DATA RECORDS
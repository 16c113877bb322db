//! Export command: dumps every stored activity as a JSON array.

use std::io::Write;

use anyhow::Result;
use cram_db::{Database, activities_to_json};

pub fn run<W: Write>(writer: &mut W, db: &Database) -> Result<usize> {
    let activities = db.load()?;
    writeln!(writer, "{}", activities_to_json(&activities)?)?;
    tracing::debug!(count = activities.len(), "exported activities");
    Ok(activities.len())
}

EXERCISE PROMPT
Within the data above, how many lines contain "Result"? Respond with the tally alone.

RESPONSE BOX
2